> **WHAT NEEDS TO BE DONE**
Which of the lines in the records below hold the string "LuaResult"? Copy every one of them.

Dataset entries
---
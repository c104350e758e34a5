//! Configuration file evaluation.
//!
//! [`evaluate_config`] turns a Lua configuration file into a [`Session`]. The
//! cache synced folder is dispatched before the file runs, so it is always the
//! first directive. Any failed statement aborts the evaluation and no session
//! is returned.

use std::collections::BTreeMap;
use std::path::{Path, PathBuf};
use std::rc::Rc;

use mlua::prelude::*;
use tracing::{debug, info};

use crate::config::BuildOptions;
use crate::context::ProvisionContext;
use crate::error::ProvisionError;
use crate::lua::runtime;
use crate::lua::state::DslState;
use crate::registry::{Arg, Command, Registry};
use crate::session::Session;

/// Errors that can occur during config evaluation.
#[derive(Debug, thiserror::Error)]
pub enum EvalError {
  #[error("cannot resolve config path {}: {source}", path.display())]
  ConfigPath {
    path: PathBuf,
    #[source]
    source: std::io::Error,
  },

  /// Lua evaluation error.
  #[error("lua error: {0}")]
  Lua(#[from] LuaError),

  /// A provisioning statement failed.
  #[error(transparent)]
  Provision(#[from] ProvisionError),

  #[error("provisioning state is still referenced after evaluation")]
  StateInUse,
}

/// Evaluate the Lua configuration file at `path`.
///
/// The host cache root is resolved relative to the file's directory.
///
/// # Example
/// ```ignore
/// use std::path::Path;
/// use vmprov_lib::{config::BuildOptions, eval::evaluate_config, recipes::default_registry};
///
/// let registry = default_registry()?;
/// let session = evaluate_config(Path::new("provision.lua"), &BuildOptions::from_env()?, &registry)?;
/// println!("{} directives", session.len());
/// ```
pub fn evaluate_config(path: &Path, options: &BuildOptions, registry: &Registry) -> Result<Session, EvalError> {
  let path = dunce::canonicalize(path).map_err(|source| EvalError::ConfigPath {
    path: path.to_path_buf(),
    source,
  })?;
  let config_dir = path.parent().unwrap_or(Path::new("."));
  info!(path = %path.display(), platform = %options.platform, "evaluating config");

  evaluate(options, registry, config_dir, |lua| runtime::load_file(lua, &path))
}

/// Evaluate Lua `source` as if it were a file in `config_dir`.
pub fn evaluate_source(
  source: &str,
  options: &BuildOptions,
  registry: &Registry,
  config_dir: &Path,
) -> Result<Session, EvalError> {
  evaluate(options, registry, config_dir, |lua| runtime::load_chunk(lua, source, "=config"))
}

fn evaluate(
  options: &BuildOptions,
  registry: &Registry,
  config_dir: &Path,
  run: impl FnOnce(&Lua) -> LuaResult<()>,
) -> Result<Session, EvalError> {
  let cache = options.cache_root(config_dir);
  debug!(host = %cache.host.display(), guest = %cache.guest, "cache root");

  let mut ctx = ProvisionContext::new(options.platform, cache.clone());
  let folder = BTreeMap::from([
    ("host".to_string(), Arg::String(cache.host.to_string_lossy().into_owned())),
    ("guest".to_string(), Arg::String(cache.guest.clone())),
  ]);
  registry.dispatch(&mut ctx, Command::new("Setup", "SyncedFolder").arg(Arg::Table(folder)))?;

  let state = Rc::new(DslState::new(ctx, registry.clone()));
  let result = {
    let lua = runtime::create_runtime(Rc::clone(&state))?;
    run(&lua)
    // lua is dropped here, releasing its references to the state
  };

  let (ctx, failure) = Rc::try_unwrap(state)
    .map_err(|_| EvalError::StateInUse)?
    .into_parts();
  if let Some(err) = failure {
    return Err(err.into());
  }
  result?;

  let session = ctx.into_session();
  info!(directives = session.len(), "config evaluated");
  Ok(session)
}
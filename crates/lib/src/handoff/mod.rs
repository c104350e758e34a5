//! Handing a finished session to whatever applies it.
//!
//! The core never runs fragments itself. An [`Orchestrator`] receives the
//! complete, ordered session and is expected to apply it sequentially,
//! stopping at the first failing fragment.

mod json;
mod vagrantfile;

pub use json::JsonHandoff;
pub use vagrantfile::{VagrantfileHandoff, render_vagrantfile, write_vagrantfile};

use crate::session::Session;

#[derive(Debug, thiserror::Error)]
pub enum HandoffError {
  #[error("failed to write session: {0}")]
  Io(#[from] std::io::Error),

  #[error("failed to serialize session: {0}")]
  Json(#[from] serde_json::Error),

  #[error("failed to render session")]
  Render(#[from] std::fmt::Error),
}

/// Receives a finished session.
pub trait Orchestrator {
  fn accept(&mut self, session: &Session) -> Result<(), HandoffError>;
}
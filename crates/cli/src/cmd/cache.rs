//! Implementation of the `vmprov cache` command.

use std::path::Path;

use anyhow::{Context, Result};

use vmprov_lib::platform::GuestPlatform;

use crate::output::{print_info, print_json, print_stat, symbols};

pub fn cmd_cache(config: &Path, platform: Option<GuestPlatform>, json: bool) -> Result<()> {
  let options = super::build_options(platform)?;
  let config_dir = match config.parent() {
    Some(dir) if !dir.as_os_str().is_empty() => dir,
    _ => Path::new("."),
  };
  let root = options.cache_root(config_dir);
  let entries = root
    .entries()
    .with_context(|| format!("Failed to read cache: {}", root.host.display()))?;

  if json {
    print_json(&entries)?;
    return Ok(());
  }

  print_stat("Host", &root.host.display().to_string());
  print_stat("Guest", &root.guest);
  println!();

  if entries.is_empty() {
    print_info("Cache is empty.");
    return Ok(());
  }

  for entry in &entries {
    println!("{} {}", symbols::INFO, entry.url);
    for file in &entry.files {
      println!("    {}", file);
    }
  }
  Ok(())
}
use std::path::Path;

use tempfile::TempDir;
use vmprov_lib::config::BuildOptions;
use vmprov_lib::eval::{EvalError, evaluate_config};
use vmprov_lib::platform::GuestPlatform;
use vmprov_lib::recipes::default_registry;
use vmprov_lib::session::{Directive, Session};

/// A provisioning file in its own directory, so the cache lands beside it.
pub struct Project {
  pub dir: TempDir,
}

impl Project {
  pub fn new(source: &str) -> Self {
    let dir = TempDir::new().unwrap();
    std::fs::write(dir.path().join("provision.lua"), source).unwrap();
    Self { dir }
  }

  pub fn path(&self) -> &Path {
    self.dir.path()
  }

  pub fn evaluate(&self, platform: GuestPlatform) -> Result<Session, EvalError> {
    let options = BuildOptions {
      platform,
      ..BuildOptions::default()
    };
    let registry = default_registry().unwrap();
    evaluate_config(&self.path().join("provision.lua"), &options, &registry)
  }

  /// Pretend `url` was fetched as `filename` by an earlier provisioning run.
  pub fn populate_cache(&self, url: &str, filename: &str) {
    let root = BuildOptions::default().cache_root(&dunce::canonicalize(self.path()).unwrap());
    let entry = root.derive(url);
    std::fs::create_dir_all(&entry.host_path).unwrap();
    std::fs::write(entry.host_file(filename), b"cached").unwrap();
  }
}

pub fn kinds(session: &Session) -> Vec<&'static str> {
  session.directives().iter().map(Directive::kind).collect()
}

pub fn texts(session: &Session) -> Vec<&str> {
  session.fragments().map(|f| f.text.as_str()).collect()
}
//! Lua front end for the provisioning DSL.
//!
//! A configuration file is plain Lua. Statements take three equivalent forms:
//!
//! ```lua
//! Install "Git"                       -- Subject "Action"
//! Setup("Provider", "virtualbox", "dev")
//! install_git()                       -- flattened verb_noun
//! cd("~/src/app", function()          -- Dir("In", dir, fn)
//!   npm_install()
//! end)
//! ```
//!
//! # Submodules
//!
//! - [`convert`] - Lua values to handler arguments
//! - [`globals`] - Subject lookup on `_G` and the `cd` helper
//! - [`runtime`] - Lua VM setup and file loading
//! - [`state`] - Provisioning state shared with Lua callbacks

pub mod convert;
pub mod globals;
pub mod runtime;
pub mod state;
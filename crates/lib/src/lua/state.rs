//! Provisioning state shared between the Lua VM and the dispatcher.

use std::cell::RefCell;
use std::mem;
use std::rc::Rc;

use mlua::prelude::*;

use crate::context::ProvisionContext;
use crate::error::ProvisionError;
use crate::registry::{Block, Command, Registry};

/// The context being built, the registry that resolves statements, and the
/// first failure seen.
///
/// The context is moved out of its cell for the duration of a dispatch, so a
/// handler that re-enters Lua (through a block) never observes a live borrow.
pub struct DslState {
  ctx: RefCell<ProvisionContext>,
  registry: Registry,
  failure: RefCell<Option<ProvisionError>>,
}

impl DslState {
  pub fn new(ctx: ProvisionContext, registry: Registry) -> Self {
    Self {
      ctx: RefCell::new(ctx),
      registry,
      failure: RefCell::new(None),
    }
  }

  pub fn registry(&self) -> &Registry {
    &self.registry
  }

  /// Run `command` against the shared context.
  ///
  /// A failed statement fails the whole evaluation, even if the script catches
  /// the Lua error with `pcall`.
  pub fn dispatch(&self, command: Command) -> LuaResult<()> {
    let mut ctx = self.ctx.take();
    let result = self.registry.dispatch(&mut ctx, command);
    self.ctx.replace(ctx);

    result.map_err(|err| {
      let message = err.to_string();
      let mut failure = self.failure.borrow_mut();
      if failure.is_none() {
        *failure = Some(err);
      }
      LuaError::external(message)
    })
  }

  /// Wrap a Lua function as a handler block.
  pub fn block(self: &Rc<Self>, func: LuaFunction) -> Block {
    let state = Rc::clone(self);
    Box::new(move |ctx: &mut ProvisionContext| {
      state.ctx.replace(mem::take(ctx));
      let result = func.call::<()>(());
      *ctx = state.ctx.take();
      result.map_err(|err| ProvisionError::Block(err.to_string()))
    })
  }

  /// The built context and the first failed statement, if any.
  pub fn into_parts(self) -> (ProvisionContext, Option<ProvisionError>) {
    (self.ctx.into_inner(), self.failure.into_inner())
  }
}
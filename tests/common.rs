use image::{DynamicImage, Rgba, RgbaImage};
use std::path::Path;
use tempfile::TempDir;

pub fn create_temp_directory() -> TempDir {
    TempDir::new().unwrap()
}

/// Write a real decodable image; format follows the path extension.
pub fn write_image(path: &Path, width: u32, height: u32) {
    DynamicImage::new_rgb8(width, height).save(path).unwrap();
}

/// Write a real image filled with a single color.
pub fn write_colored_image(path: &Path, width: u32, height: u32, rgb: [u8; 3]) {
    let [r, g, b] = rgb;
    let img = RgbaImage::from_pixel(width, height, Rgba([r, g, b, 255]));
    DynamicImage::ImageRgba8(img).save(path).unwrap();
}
---
> **OUTPUT FOR THIS EXERCISE**
  run: impl FnOnce(&Lua) -> LuaResult<()>,
  pub fn dispatch(&self, command: Command) -> LuaResult<()> {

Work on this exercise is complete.